Tackling the economy is perhaps the biggest challenge, compounded by the fact that the new government has a very short term – a maximum of August 2023 until the next general election, or a shorter period if elections are held earlier. It would be insufficient to take necessary drastic remedial measures before going to the people to seek a new mandate.
Take the case of oil subsidy only. In February, the outgoing Imran Khan government had announced a subsidy of Rs 21 per liter on petrol and Rs 51.54 on diesel, costing Rs 260 billion by June 2022. There was also a cut of Rs 5 per unit of electricity. These subsidies stalled the $6 billion IMF Extended Fund Facility (EFF) program. The challenge for Shahbaz Sharif will be to navigate between ending fuel subsidies – which would be very unpopular and provoke a strong public backlash – and continuing with them, which would be economically disastrous.
The current account deficit (CAD) has widened to over $13 billion during the first nine months (July-March) of the current fiscal. Analysts expect it to reach $16-18 billion in the current fiscal year ending June 2022. Such a large CAD would lead to devaluation, making imports more expensive and leading to inflation that had already reached 13% in April.

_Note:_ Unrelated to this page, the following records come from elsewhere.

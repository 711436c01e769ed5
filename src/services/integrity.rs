use std::fs::File;
use std::io::{Read, Seek, SeekFrom};
use std::path::Path;

use sha2::{Digest, Sha256};

use crate::errors::Result;

/// Files up to this size are always hashed in full.
const FULL_HASH_LIMIT: u64 = 100 * 1024 * 1024;
/// Head and tail window fed into the fingerprint of larger files.
const FINGERPRINT_WINDOW: u64 = 10 * 1024 * 1024;

const READ_BUFFER: usize = 65536;

/// Verify a downloaded artifact against its expected content hash.
///
/// Small files get a full streaming SHA-256. Large files are first checked
/// with a cheap fingerprint over their head, tail and size; packages whose
/// expected hash predates the fingerprint scheme fall back to the full hash.
pub fn verify(path: &Path, expected_hash: &str) -> Result<bool> {
    verify_with_limits(path, expected_hash, FULL_HASH_LIMIT, FINGERPRINT_WINDOW)
}

pub(crate) fn verify_with_limits(
    path: &Path,
    expected_hash: &str,
    full_hash_limit: u64,
    window: u64,
) -> Result<bool> {
    let size = std::fs::metadata(path)?.len();
    let expected = expected_hash.trim().to_ascii_lowercase();

    if size <= full_hash_limit {
        return Ok(full_hash(path)? == expected);
    }

    if fingerprint_hash(path, size, window)? == expected {
        return Ok(true);
    }

    tracing::debug!(
        "fingerprint mismatch for {}, falling back to full hash",
        path.display()
    );
    Ok(full_hash(path)? == expected)
}

pub(crate) fn full_hash(path: &Path) -> Result<String> {
    let mut file = File::open(path)?;
    let mut hasher = Sha256::new();
    let mut buffer = [0u8; READ_BUFFER];

    loop {
        let bytes_read = file.read(&mut buffer)?;
        if bytes_read == 0 {
            break;
        }
        hasher.update(&buffer[..bytes_read]);
    }

    Ok(hex::encode(hasher.finalize()))
}

/// SHA-256 over {first `window` bytes} + {last `window` bytes} + {size as
/// 8-byte little-endian}. Resistant to truncation without a full read.
pub(crate) fn fingerprint_hash(path: &Path, size: u64, window: u64) -> Result<String> {
    let mut file = File::open(path)?;
    let mut hasher = Sha256::new();

    let head_len = window.min(size);
    hash_range(&mut file, &mut hasher, head_len)?;

    let tail_len = window.min(size);
    file.seek(SeekFrom::End(-(tail_len as i64)))?;
    hash_range(&mut file, &mut hasher, tail_len)?;

    hasher.update(size.to_le_bytes());
    Ok(hex::encode(hasher.finalize()))
}

fn hash_range(file: &mut File, hasher: &mut Sha256, mut remaining: u64) -> Result<()> {
    let mut buffer = [0u8; READ_BUFFER];
    while remaining > 0 {
        let want = remaining.min(buffer.len() as u64) as usize;
        let bytes_read = file.read(&mut buffer[..want])?;
        if bytes_read == 0 {
            break;
        }
        hasher.update(&buffer[..bytes_read]);
        remaining -= bytes_read as u64;
    }
    Ok(())
}
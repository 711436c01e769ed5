use std::path::Path;

use crate::errors::Result;
use crate::utils::file::{collect_files, copy_dir_recursive, hide_path};

pub const BACKUP_DIR_NAME: &str = ".langpack-backup";

/// Snapshot the files in `target_dir` that `source_tree` is about to
/// overwrite.
///
/// Runs at most once per target directory: an existing backup holds the
/// original, pre-any-translation files and must survive re-installs, so a
/// second call returns without touching it. Files the install adds (no
/// counterpart in the target yet) are not mirrored.
pub fn backup(source_tree: &Path, target_dir: &Path) -> Result<u32> {
    let backup_dir = target_dir.join(BACKUP_DIR_NAME);
    if backup_dir.exists() {
        tracing::info!(
            "backup already present at {}, keeping original snapshot",
            backup_dir.display()
        );
        return Ok(0);
    }

    std::fs::create_dir_all(&backup_dir)?;
    hide_path(&backup_dir);

    let mut backed_up = 0u32;
    for relative in collect_files(source_tree)? {
        let target_path = target_dir.join(&relative);
        if !target_path.is_file() {
            continue;
        }
        let backup_path = backup_dir.join(&relative);
        if let Some(parent) = backup_path.parent() {
            std::fs::create_dir_all(parent)?;
        }
        std::fs::copy(&target_path, &backup_path)?;
        backed_up += 1;
    }

    tracing::info!("backed up {} files into {}", backed_up, backup_dir.display());
    Ok(backed_up)
}

/// Copy every entry of the backup tree back over the target directory.
/// The caller removes the backup tree after a full restore.
pub fn restore(backup_dir: &Path, target_dir: &Path) -> Result<u32> {
    let restored = copy_dir_recursive(backup_dir, target_dir)?;
    tracing::info!("restored {} files into {}", restored, target_dir.display());
    Ok(restored)
}

#[cfg(test)]
mod tests {
    use super::*;
    use std::fs;
    use tempfile::tempdir;

    #[test]
    fn backs_up_only_files_that_would_be_overwritten() {
        let staging = tempdir().unwrap();
        let target = tempdir().unwrap();

        fs::write(staging.path().join("data.txt"), b"new").unwrap();
        fs::write(staging.path().join("fresh.txt"), b"new file").unwrap();
        fs::write(target.path().join("data.txt"), b"original").unwrap();

        let count = backup(staging.path(), target.path()).unwrap();

        assert_eq!(count, 1);
        let backup_dir = target.path().join(BACKUP_DIR_NAME);
        assert_eq!(fs::read(backup_dir.join("data.txt")).unwrap(), b"original");
        assert!(!backup_dir.join("fresh.txt").exists());
    }

    #[test]
    fn second_backup_is_a_no_op() {
        let staging = tempdir().unwrap();
        let target = tempdir().unwrap();

        fs::write(staging.path().join("data.txt"), b"v1").unwrap();
        fs::write(target.path().join("data.txt"), b"original").unwrap();
        backup(staging.path(), target.path()).unwrap();

        // Simulate the installed translation, then a re-install.
        fs::write(target.path().join("data.txt"), b"v1").unwrap();
        let count = backup(staging.path(), target.path()).unwrap();

        assert_eq!(count, 0);
        let preserved = fs::read(target.path().join(BACKUP_DIR_NAME).join("data.txt")).unwrap();
        assert_eq!(preserved, b"original");
    }

    #[test]
    fn restore_replays_the_backup_tree() {
        let staging = tempdir().unwrap();
        let target = tempdir().unwrap();

        fs::create_dir_all(staging.path().join("locale")).unwrap();
        fs::write(staging.path().join("locale/strings.pak"), b"translated").unwrap();
        fs::create_dir_all(target.path().join("locale")).unwrap();
        fs::write(target.path().join("locale/strings.pak"), b"original").unwrap();

        backup(staging.path(), target.path()).unwrap();
        fs::write(target.path().join("locale/strings.pak"), b"translated").unwrap();

        let backup_dir = target.path().join(BACKUP_DIR_NAME);
        let restored = restore(&backup_dir, target.path()).unwrap();

        assert_eq!(restored, 1);
        assert_eq!(
            fs::read(target.path().join("locale/strings.pak")).unwrap(),
            b"original"
        );
    }
}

To avoid depletion of foreign exchange reserves, Pakistan would need USD 9-12 billion inflow in the current fiscal. This should be in the form of rollover and fresh loans from China, Saudi Arabia, commercial loans from consortium of banks and revival of IMF EFF.
The government has started talks with the IMF on this issue. It has also called for a nine-month extension of the EFF – from September 2022 to June 2023 – and an increase from $2 billion to $8 billion. There are indications the program could be revived, provided the fuel subsidy is reversed.
The measure by which people will judge the new government will be how it manages inflation, whether fuel prices rise, and how it copes with severe loads at the height of the very hot summer due to Pakistan’s inability to buy enough fuel. – Deals with shedding. To run your power plants.
With elections due in a year, the political cost of the unpopular measures would be huge for the government.
Key political challenges will include managing the outcome of Khan’s large rallies, his threat of confrontational politics and a long march in late May aimed at holding early elections.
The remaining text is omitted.